The Problem with Minimum Wage Laws 

Do minimum wage laws work? Are they helpful in improving the lives of our least-skilled workers? The evidence from a hundred studies over the last 20 years is clear. They do not.

And why would that be?

As I’ve mentioned before, by the time a minimum wage is agreed upon, the market demand for minimum-skilled workers is usually as high as the proposed wage or greater.

As I write this, 22 states are lifting pay floors, but many fast-food cooks and housekeepers are already earning more than minimum wage. And that’s because of free-market competition. The COVID shutdown and the move towards working remotely, have made it increasingly difficult for business owners to attract low-wage workers.

As noted in the WSJ:

“Robust raises in recent years have rendered pay floors largely irrelevant, even in states that aggressively lifted them.”

For example: “To start 2024, Washington State will raise the nation’s highest minimum to $16.28 an hour, from $15.74 in 2023. Washington ties its minimum wage to the consumer-price index, a measure of inflation. Hawaii has the largest planned increase, with its minimum wage rising $2, to $14 an hour, in 2024. That is part of a law that will increase the lowest hourly wages in the Aloha State to $18 by 2028. California, New York, and Illinois are also among the states raising the pay floor.

“Most low-wage workers are making well above those minimums. Through September, the lowest 10% of workers by income in each state earned hourly wages that were on average nearly 50% higher than their state’s minimum wages in 2023, according to a WSJ analysis that compared state minimum wages to income estimates from MIT Sloan School of Management professor Nathan Wilmers.

“That is the largest gap between actual pay and minimum pay in a decade.”

Read more here.

Chart of the Week 

This week, Sean MacIntyre talks about the expectation of some economists that we are quickly nearing a worldwide stock market crash. He’s not so sure. And he has another graph with solid analysis and thoughtful explanations to support his thinking. 
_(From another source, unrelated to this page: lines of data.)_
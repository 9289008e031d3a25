//! Recency / frequency / monetary features.

use super::{column_f64, group_by_customer};
use crate::error::Result;
use crate::schema::{CUSTOMER_ID, INVOICE_DATE, INVOICE_ID, TOTAL_AMOUNT};
use crate::utils::{timestamp_ms_values, MS_PER_DAY};
use polars::prelude::*;

pub const RECENCY_DAYS: &str = "recency_days";
pub const FREQUENCY: &str = "frequency";
pub const MONETARY: &str = "monetary";
pub const TOTAL_MONETARY: &str = "total_monetary";
pub const TOTAL_TRANSACTIONS: &str = "total_transactions";
pub const UNIQUE_INVOICES: &str = "unique_invoices";

const LAST_PURCHASE: &str = "last_purchase";

/// Recency is whole days between the reference instant and the customer's
/// latest purchase (floored); monetary is spend per transaction row.
pub(super) fn build(df: &DataFrame, reference_ms: i64) -> Result<DataFrame> {
    let aggregated = group_by_customer(
        df,
        vec![
            col(INVOICE_DATE).max().alias(LAST_PURCHASE),
            col(INVOICE_DATE).count().alias(TOTAL_TRANSACTIONS),
            col(TOTAL_AMOUNT).sum().alias(TOTAL_MONETARY),
            col(INVOICE_ID).n_unique().alias(UNIQUE_INVOICES),
        ],
    )?;

    let last_ms = timestamp_ms_values(aggregated.column(LAST_PURCHASE)?.as_materialized_series())?;
    let recency: Vec<f64> = last_ms
        .iter()
        .map(|ms| match ms {
            Some(ms) => ((reference_ms - ms).div_euclid(MS_PER_DAY)) as f64,
            None => 0.0,
        })
        .collect();

    let transactions = column_f64(&aggregated, TOTAL_TRANSACTIONS)?;
    let totals = column_f64(&aggregated, TOTAL_MONETARY)?;
    let monetary: Vec<f64> = totals
        .iter()
        .zip(&transactions)
        .map(|(total, count)| if *count > 0.0 { total / count } else { 0.0 })
        .collect();

    let mut out = aggregated;
    out.with_column(Series::new(RECENCY_DAYS.into(), recency))?;
    // Frequency mirrors the raw transaction count as a float feature.
    out.with_column(Series::new(FREQUENCY.into(), transactions))?;
    out.with_column(Series::new(MONETARY.into(), monetary))?;

    Ok(out.select([
        CUSTOMER_ID,
        RECENCY_DAYS,
        FREQUENCY,
        MONETARY,
        TOTAL_MONETARY,
        TOTAL_TRANSACTIONS,
        UNIQUE_INVOICES,
    ])?)
}
//! Canonical column names for the transaction, label, and feature tables.
//!
//! Every stage addresses columns through these constants so the raw-input
//! contract lives in one place.

/// Invoice identifier. A leading [`RETURN_INVOICE_PREFIX`] marks a return.
pub const INVOICE_ID: &str = "invoice_id";
/// Product code.
pub const STOCK_CODE: &str = "stock_code";
/// Product description.
pub const DESCRIPTION: &str = "description";
/// Item quantity. Signed in raw data; positive after preprocessing.
pub const QUANTITY: &str = "quantity";
/// Unit price, non-negative decimal.
pub const UNIT_PRICE: &str = "unit_price";
/// Invoice timestamp.
pub const INVOICE_DATE: &str = "invoice_date";
/// Customer identifier. Rows without one are dropped during preprocessing.
pub const CUSTOMER_ID: &str = "customer_id";
/// Country the transaction was placed from.
pub const COUNTRY: &str = "country";

/// Derived: row came from a return (negative raw quantity or `C`-invoice).
pub const IS_RETURN: &str = "is_return";
/// Derived: `|quantity| * unit_price`.
pub const TOTAL_AMOUNT: &str = "total_amount";

/// Label table: latest purchase timestamp per customer.
pub const LAST_PURCHASE_DATE: &str = "last_purchase_date";
/// Label table: 1 if the customer purchased inside the prediction window.
pub const WILL_PURCHASE: &str = "will_purchase";

/// Invoice ids beginning with this prefix denote cancelled/returned orders.
pub const RETURN_INVOICE_PREFIX: &str = "C";

/// Prefix for the one-hot geographic feature columns.
pub const COUNTRY_FEATURE_PREFIX: &str = "country_";

/// The eight raw columns every transaction source must provide.
pub const REQUIRED_RAW_COLUMNS: [&str; 8] = [
    INVOICE_ID,
    STOCK_CODE,
    DESCRIPTION,
    QUANTITY,
    UNIT_PRICE,
    INVOICE_DATE,
    CUSTOMER_ID,
    COUNTRY,
];

/// Header spellings used by the Online Retail CSV export, mapped to the
/// canonical names above. Applied by the CLI loader when present.
pub const RAW_HEADER_ALIASES: [(&str, &str); 8] = [
    ("InvoiceNo", INVOICE_ID),
    ("StockCode", STOCK_CODE),
    ("Description", DESCRIPTION),
    ("Quantity", QUANTITY),
    ("UnitPrice", UNIT_PRICE),
    ("InvoiceDate", INVOICE_DATE),
    ("CustomerID", CUSTOMER_ID),
    ("Country", COUNTRY),
];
Some new stock market forecasts claim that the S&P 500 could dive as much as -86% in 2024.

The reason given for such a crash is usually overvaluation: Index prices have drifted away from what company profits can reasonably support.

But I question this assumption.

Let’s compare the price of the S&P 500 against the most predictive valuation metric – the Shiller CAPE Ratio.
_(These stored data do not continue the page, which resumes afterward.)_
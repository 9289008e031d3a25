//! Custom error types for the repurchase pipeline.
//!
//! Two fatal error families exist: [`DataFormatError`] for malformed input
//! (unparsable timestamps, missing or mistyped raw columns) and
//! [`FeatureComputationError`] for feature-time schema violations. Everything
//! else that can go wrong in a stage is wrapped by [`PipelineError`].
//!
//! Soft conditions (rows dropped for a missing customer id, nulls filled
//! after the feature merge) are logged, never raised.

use thiserror::Error;

/// Malformed or mistyped raw input. Fatal; aborts the stage.
#[derive(Error, Debug)]
pub enum DataFormatError {
    /// A required raw column is absent from the input table.
    #[error("Required column '{0}' not found in transaction data")]
    MissingColumn(String),

    /// An invoice timestamp could not be parsed with any supported format.
    #[error("Could not parse timestamp '{value}' in column '{column}'")]
    UnparsableTimestamp { column: String, value: String },

    /// A column could not be coerced to its canonical type.
    #[error("Could not coerce column '{column}' to {target_type}: {reason}")]
    InvalidColumnType {
        column: String,
        target_type: String,
        reason: String,
    },
}

/// A required column is missing at feature-computation time. Fatal.
#[derive(Error, Debug)]
pub enum FeatureComputationError {
    #[error("Feature computation requires column '{0}', which is missing")]
    MissingColumn(String),
}

/// The main error type for the pipeline.
#[derive(Error, Debug)]
pub enum PipelineError {
    /// Raw input failed validation or parsing.
    #[error(transparent)]
    DataFormat(#[from] DataFormatError),

    /// The transaction table was unusable at feature time.
    #[error(transparent)]
    FeatureComputation(#[from] FeatureComputationError),

    /// Invalid parameter supplied to a stage.
    #[error("Invalid configuration: {0}")]
    InvalidConfig(String),

    /// Internal error (e.g., an aggregation produced an unexpected shape).
    #[error("Internal error: {0}")]
    Internal(String),

    /// IO error wrapper.
    #[error("IO error: {0}")]
    Io(#[from] std::io::Error),

    /// Polars error wrapper.
    #[error("Polars error: {0}")]
    Polars(#[from] polars::error::PolarsError),

    /// Generic error with context.
    #[error("{context}: {source}")]
    WithContext {
        context: String,
        #[source]
        source: Box<PipelineError>,
    },
}

impl PipelineError {
    /// Add context to an error.
    pub fn with_context(self, context: impl Into<String>) -> Self {
        PipelineError::WithContext {
            context: context.into(),
            source: Box::new(self),
        }
    }

    /// Check if this error came from malformed raw input.
    pub fn is_data_format(&self) -> bool {
        match self {
            Self::DataFormat(_) => true,
            Self::WithContext { source, .. } => source.is_data_format(),
            _ => false,
        }
    }
}

/// Result type alias for pipeline operations.
pub type Result<T> = std::result::Result<T, PipelineError>;

/// Extension trait for adding context to Results.
pub trait ResultExt<T> {
    /// Add context to an error result.
    fn context(self, context: impl Into<String>) -> Result<T>;
}

impl<T> ResultExt<T> for Result<T> {
    fn context(self, context: impl Into<String>) -> Result<T> {
        self.map_err(|e| e.with_context(context))
    }
}

impl<T> ResultExt<T> for std::result::Result<T, polars::error::PolarsError> {
    fn context(self, context: impl Into<String>) -> Result<T> {
        self.map_err(|e| PipelineError::Polars(e).with_context(context))
    }
}

#[cfg(test)]
mod tests {
    use super::*;

    #[test]
    fn test_with_context_preserves_source() {
        let error = PipelineError::from(DataFormatError::MissingColumn("quantity".to_string()))
            .with_context("During preprocessing");
        assert!(error.to_string().contains("During preprocessing"));
        assert!(error.is_data_format());
    }

    #[test]
    fn test_data_format_display() {
        let error = DataFormatError::UnparsableTimestamp {
            column: "invoice_date".to_string(),
            value: "not-a-date".to_string(),
        };
        assert!(error.to_string().contains("not-a-date"));
        assert!(error.to_string().contains("invoice_date"));
    }

    #[test]
    fn test_feature_error_wraps() {
        let error =
            PipelineError::from(FeatureComputationError::MissingColumn("country".to_string()));
        assert!(!error.is_data_format());
        assert!(error.to_string().contains("country"));
    }
}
We’ll compare current prices to both the CAPE’s long-term average and its 10-year average.

As I write, the S&P 500 is trading around 4300.
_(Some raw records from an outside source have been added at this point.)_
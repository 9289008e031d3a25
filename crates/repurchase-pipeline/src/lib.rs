//! Repeat-Purchase Prediction Pipeline Library
//!
//! Turns raw retail transaction logs into temporally-consistent,
//! per-customer feature matrices with matching binary labels, ready for any
//! classifier.
//!
//! # Overview
//!
//! The pipeline runs four stages over one shared transaction snapshot:
//!
//! - **Preprocessing**: timestamp parsing, return normalization, cutoff
//!   filtering ([`Preprocessor`])
//! - **Labeling**: binary "will purchase again" labels anchored at the
//!   global data horizon ([`Labeler`])
//! - **Splitting**: deterministic, customer-disjoint train/test partitions
//!   ([`Splitter`])
//! - **Feature engineering**: six per-customer feature groups merged into
//!   one wide matrix, with train/serving column alignment
//!   ([`FeatureEngineer`], [`FeatureSchema`])
//!
//! # Quick Start
//!
//! ```rust,ignore
//! use repurchase_pipeline::{Pipeline, PipelineConfig};
//! use polars::prelude::*;
//!
//! let raw = CsvReader::from_path("transactions.csv")?.finish()?;
//!
//! let config = PipelineConfig::builder()
//!     .cutoff_date("2011-09-01")
//!     .prediction_window_days(30)
//!     .test_fraction(0.2)
//!     .seed(42)
//!     .build()?;
//!
//! let output = Pipeline::new(config)?.run(&raw)?;
//! println!("{} train customers", output.train_features.height());
//! ```
//!
//! The stages are also usable on their own; serving code typically calls
//! [`FeatureEngineer::create_all_features`] with the training-time
//! [`FeatureSchema`] to keep the scoring matrix shape identical to training.

pub mod config;
pub mod error;
pub mod features;
pub mod labels;
pub mod pipeline;
pub mod preprocess;
pub mod schema;
pub mod split;
pub mod utils;

#[cfg(test)]
pub(crate) mod test_support;

pub use config::{ConfigValidationError, PipelineConfig, PipelineConfigBuilder};
pub use error::{
    DataFormatError, FeatureComputationError, PipelineError, Result, ResultExt,
};
pub use features::{FeatureEngineer, FeatureSchema};
pub use labels::Labeler;
pub use pipeline::{Pipeline, PipelineOutput};
pub use preprocess::Preprocessor;
pub use split::{CustomerSplit, Splitter};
If it fell until its CAPE valuation returned to long-term averages, the S&P 500 would have to drop to about 2900. That’s a -32% drop from current levels. Cataclysmic, especially for retirees.

But what if the S&P 500 fell to its 10-year average CAPE?

The S&P 500 would drop to about 4030 – a -6% drop.

Not nearly as scary.

Many doom-and-gloomers balk at the market’s nosebleed-high valuations. But there are many reasons why this should be the norm.

Since the early 1990s, more Americans own stocks than ever before.

And one of the most popular investment strategies is simply to buy and hold the S&P 500.

It stands to reason that if tens of millions of people keep throwing money at one thing, the value of that thing will go up.

Also, retirement accounts and 401(k)s do not offer many alternatives besides stocks and mutual funds that own stocks. Workers have their money shunted automatically into stocks every month, regardless of valuation.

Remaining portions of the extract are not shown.